Comment définir aujourd’hui le monde rural ? Quel est le rapport de ses habitants à leur territoire ? Nous avons, avec l’association Le Carroi, la DRAC soutenant ce projet, mené une résidence d’autrices, à la rencontre des habitants du territoire du Cher, afin de nourrir une future création théâtrale partant de leurs témoignages, de leur rapport à leur environnement. En plus d’interviews sociologiques types, le Carroi nous a mis en relais avec différentes structures pour lesquelles nous travaillions comme bénévoles (participation au travail d'une épicerie sociale, travail avec les maraichers de la région) ou à des actions culturelles telles que des lectures, des ateliers de théâtre et d’écriture auprès d’amateurs et de scolaires. Si nous partions de l’idée selon laquelle le territoire rural était isolé et délaissé par les politiques publiques, nous ne soupçonnions pas la richesse des initiatives de ses habitants et le dynamisme de sa vie locale. C’est ce dont nous voulons témoigner.

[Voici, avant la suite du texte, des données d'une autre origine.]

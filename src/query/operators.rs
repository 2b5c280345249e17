//! Condition evaluation for the query engine.
//! Mongo-style comparison semantics with array lifting.

use std::cmp::Ordering;

use serde_json::Value;

use super::types::{Condition, Filter};
use crate::types::Document;

// ============================================================================
// Value Comparison
// ============================================================================

/// Compare two JSON values for ordering.
///
/// - Both Null → Equal
/// - a is Null → Greater (nulls sort to end)
/// - b is Null → Less
/// - Both numbers → f64 comparison (NaN treated as Equal)
/// - Both strings → lexicographic (codepoint order)
/// - Both booleans → false < true
/// - Cross-type → type rank: number(0), string(1), bool(2), other(3)
pub fn compare_values(a: &Value, b: &Value) -> Ordering {
    match (a, b) {
        (Value::Null, Value::Null) => Ordering::Equal,
        (Value::Null, _) => Ordering::Greater,
        (_, Value::Null) => Ordering::Less,
        (Value::Number(na), Value::Number(nb)) => {
            let fa = na.as_f64().unwrap_or(f64::NAN);
            let fb = nb.as_f64().unwrap_or(f64::NAN);
            fa.partial_cmp(&fb).unwrap_or(Ordering::Equal)
        }
        (Value::String(sa), Value::String(sb)) => sa.cmp(sb),
        (Value::Bool(ba), Value::Bool(bb)) => ba.cmp(bb),
        _ => type_rank(a).cmp(&type_rank(b)),
    }
}

fn type_rank(v: &Value) -> u8 {
    match v {
        Value::Number(_) => 0,
        Value::String(_) => 1,
        Value::Bool(_) => 2,
        _ => 3,
    }
}

/// Equality used by `$eq`/`$in`: numbers compare by value (`1 == 1.0`),
/// everything else structurally.
pub fn values_equal(a: &Value, b: &Value) -> bool {
    match (a, b) {
        (Value::Number(na), Value::Number(nb)) => na.as_f64() == nb.as_f64(),
        _ => a == b,
    }
}

/// True for arrays and objects, which binary indices cannot order meaningfully.
pub fn is_composite(v: &Value) -> bool {
    v.is_array() || v.is_object()
}

// ============================================================================
// Field Path Resolution
// ============================================================================

/// Get a nested value from a document using a dot-separated path.
/// Returns `None` if any path segment is missing or the parent is not an object.
pub fn get_field_value<'a>(doc: &'a Document, path: &str) -> Option<&'a Value> {
    let mut parts = path.split('.');
    let mut current = doc.get(parts.next()?)?;
    for part in parts {
        current = current.as_object()?.get(part)?;
    }
    Some(current)
}

// ============================================================================
// Condition Evaluation
// ============================================================================

fn ordered(value: &Value, operand: &Value, accept: fn(Ordering) -> bool) -> bool {
    if value.is_null() || operand.is_null() {
        return false;
    }
    accept(compare_values(value, operand))
}

/// Evaluate a condition against a scalar (no array lifting).
fn evaluate_scalar(value: &Value, condition: &Condition) -> bool {
    match condition {
        Condition::Eq(operand) => values_equal(value, operand),
        Condition::Ne(operand) => !values_equal(value, operand),
        Condition::Gt(operand) => ordered(value, operand, |o| o == Ordering::Greater),
        Condition::Gte(operand) => ordered(value, operand, |o| o != Ordering::Less),
        Condition::Lt(operand) => ordered(value, operand, |o| o == Ordering::Less),
        Condition::Lte(operand) => ordered(value, operand, |o| o != Ordering::Greater),
        Condition::In(items) => items.iter().any(|item| values_equal(value, item)),
        Condition::Nin(items) => !items.iter().any(|item| values_equal(value, item)),
        Condition::Regex(re) => value.as_str().is_some_and(|s| re.is_match(s)),
        Condition::Exists(_) => true,
    }
}

/// Evaluate a condition against the (possibly absent) value at a path.
///
/// Array values are lifted: `$eq`, ordering operators, `$in` and `$regex`
/// match if ANY element matches; `$ne` and `$nin` require ALL elements to
/// satisfy them. An operand that is itself an array compares whole-value.
pub fn evaluate_condition(value: Option<&Value>, condition: &Condition) -> bool {
    if let Condition::Exists(want) = condition {
        return value.is_some() == *want;
    }
    let value = value.unwrap_or(&Value::Null);

    if let Value::Array(items) = value {
        let operand_is_array = matches!(
            condition,
            Condition::Eq(Value::Array(_)) | Condition::Ne(Value::Array(_))
        );
        if !operand_is_array {
            return match condition {
                Condition::Ne(_) | Condition::Nin(_) => {
                    items.iter().all(|v| evaluate_scalar(v, condition))
                }
                _ => items.iter().any(|v| evaluate_scalar(v, condition)),
            };
        }
    }
    evaluate_scalar(value, condition)
}

/// Evaluate a filter tree against a document.
pub fn matches_filter(doc: &Document, filter: &Filter) -> bool {
    match filter {
        Filter::All => true,
        Filter::Field { path, condition } => {
            evaluate_condition(get_field_value(doc, path), condition)
        }
        Filter::And(parts) => parts.iter().all(|f| matches_filter(doc, f)),
        Filter::Or(parts) => parts.iter().any(|f| matches_filter(doc, f)),
        Filter::Not(inner) => !matches_filter(doc, inner),
    }
}

// ============================================================================
// Tests (inline unit tests)
// ============================================================================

PROJET DE L’ARTISTE ET PROJET PÉDAGOGIQUE
Nous avons le projet d’une future création théâtrale à partir du témoignage des habitants d’un territoire rencontrés. Notre création suit trois temps majeurs avant la mise en scène du spectacle et enfin sa restitution : l’immersion, l’improvisation et l’écriture dite « de plateau ». Nous partons toujours dans notre travail d’un sujet ancré dans une réalité sociale donnée. En l’occurence, pour notre prochaine création qui a pour titre Le fil n’est pas coupé, nous voulions interroger le monde rural actuel français, plus particulièrement témoigner d’un territoire, le Cher, sur lequel notre compagnie est basée depuis quatre ans et que nous avons jusqu’ici parcouru pour récolter les témoignages de ses habitants. Chacune de nos créations suit ce temps d’immersion en amont de l’écriture de nos spectacles.

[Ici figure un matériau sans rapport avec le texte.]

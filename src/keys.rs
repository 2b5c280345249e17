//! Largest-key-issued bookkeeping for auto-generated fields.
//!
//! Every (collection, field) pair marked auto-generate has a counter holding
//! the largest key ever handed out. `next_key` advances it under the lock
//! before returning, so no caller can observe a stale maximum. Counters only
//! ever grow: explicit values written by callers and values seen on restore
//! raise them, nothing lowers them.

use std::collections::BTreeMap;

use parking_lot::Mutex;
use serde::{Deserialize, Serialize};
use serde_json::Value;

use crate::error::{ValidationError, ValidationErrors};
use crate::model::{CollectionModel, FieldDef, FieldType};
use crate::types::Document;

/// Name of the internal collection that persists key metadata.
pub const METADATA_COLLECTION: &str = "_shelf_key_metadata";

#[derive(Debug, Clone, PartialEq, Eq, Serialize, Deserialize)]
#[serde(rename_all = "camelCase")]
pub struct KeyEntry {
    pub field_name: String,
    pub largest_key_issued: i64,
}

/// Persisted form of one collection's counters.
#[derive(Debug, Clone, PartialEq, Eq, Serialize, Deserialize)]
#[serde(rename_all = "camelCase")]
pub struct CollectionMetadata {
    pub collection_name: String,
    pub entries: Vec<KeyEntry>,
}

impl CollectionMetadata {
    pub fn largest(&self, field: &str) -> Option<i64> {
        self.entries
            .iter()
            .find(|e| e.field_name == field)
            .map(|e| e.largest_key_issued)
    }

    pub fn to_document(&self) -> Document {
        match serde_json::to_value(self) {
            Ok(Value::Object(map)) => map,
            _ => Document::new(),
        }
    }

    pub fn from_document(doc: &Document) -> Result<Self, ValidationErrors> {
        serde_json::from_value(Value::Object(doc.clone())).map_err(|e| {
            ValidationErrors::single(ValidationError::new(
                METADATA_COLLECTION,
                "collection metadata document",
                e.to_string(),
            ))
        })
    }
}

/// Model of the metadata collection itself.
pub fn metadata_model() -> CollectionModel {
    CollectionModel {
        name: METADATA_COLLECTION.to_string(),
        fields: vec![
            FieldDef::new("collectionName", FieldType::String).primary_key(),
            FieldDef::new("entries", FieldType::Json).required(),
        ],
    }
}

// ============================================================================
// KeyMetadataStore
// ============================================================================

#[derive(Debug, Default)]
pub struct KeyMetadataStore {
    /// collection → field → largest key issued
    maxima: Mutex<BTreeMap<String, BTreeMap<String, i64>>>,
}

impl KeyMetadataStore {
    pub fn new() -> Self {
        Self::default()
    }

    /// Create zeroed counters for `fields`; existing counters are kept.
    pub fn register(&self, collection: &str, fields: &[&str]) {
        let mut maxima = self.maxima.lock();
        let entry = maxima.entry(collection.to_string()).or_default();
        for field in fields {
            entry.entry((*field).to_string()).or_insert(0);
        }
    }

    pub fn remove_collection(&self, collection: &str) {
        self.maxima.lock().remove(collection);
    }

    /// Issue the next key for (collection, field).
    pub fn next_key(&self, collection: &str, field: &str) -> i64 {
        let mut maxima = self.maxima.lock();
        let max = maxima
            .entry(collection.to_string())
            .or_default()
            .entry(field.to_string())
            .or_insert(0);
        *max += 1;
        *max
    }

    /// Raise the counter to `value` if it is larger.
    pub fn observe(&self, collection: &str, field: &str, value: i64) {
        let mut maxima = self.maxima.lock();
        let max = maxima
            .entry(collection.to_string())
            .or_default()
            .entry(field.to_string())
            .or_insert(0);
        if value > *max {
            *max = value;
        }
    }

    pub fn largest(&self, collection: &str, field: &str) -> Option<i64> {
        self.maxima
            .lock()
            .get(collection)
            .and_then(|fields| fields.get(field))
            .copied()
    }

    pub fn snapshot(&self, collection: &str) -> CollectionMetadata {
        let maxima = self.maxima.lock();
        let entries = maxima
            .get(collection)
            .map(|fields| {
                fields
                    .iter()
                    .map(|(f, max)| KeyEntry {
                        field_name: f.clone(),
                        largest_key_issued: *max,
                    })
                    .collect()
            })
            .unwrap_or_default();
        CollectionMetadata {
            collection_name: collection.to_string(),
            entries,
        }
    }

    /// Bring a counter up to date after a restore: the result is the largest
    /// of the current counter, the stored maximum and the maximum observed
    /// in restored documents.
    pub fn reconcile(&self, collection: &str, field: &str, stored: Option<i64>, observed: Option<i64>) {
        let target = stored.into_iter().chain(observed).max().unwrap_or(0);
        self.observe(collection, field, target);
    }
}

// ============================================================================
// Tests
// ============================================================================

Dans le cadre de la création de notre spectacle, nous souhaitons poursuivre notre travail d’actions culturelles et continuer de nourrir notre création auprès des élèves de troisième cycle.
Ici nous souhaitons donc interroger les habitants des zones rurales. Quel regard portent-ils sur leur territoire ? Comment l’habitent-ils ? Quel est leur rapport à la politique, à la culture ? Dans ce projet, nous souhaiterions amener les élèves de troisième cycle à faire le récit de leur territoire et à suivre avec nous le parcours d’une création où chacun d’entre eux sont à la fois narrateurs, auteurs, acteurs.
FAIRE LE RÉCIT DE SON TERRITOIRE
Inciter les élèves à raconter leur campagne. Nous partons du constat que les zones rurales sont dotées d’une offre culturelle plus faible qu’en métropole. Notre envie est donc de travailler avec des élèves de troisième cycle en zone rurale. Ils s’agit d’une part d’une volonté d’amener la culture dans des zones plus délaissées par celle-ci, d’autre part de revaloriser le lien entre l’élève et son territoire.
Il s’agira à travers ce projet d’aider les élèves à se dire dans l’espace dans lequel ils évoluent, de rendre compte de l’organisation de leur microcosme, de légitimer leur parole en tant qu’habitants d’un territoire donné.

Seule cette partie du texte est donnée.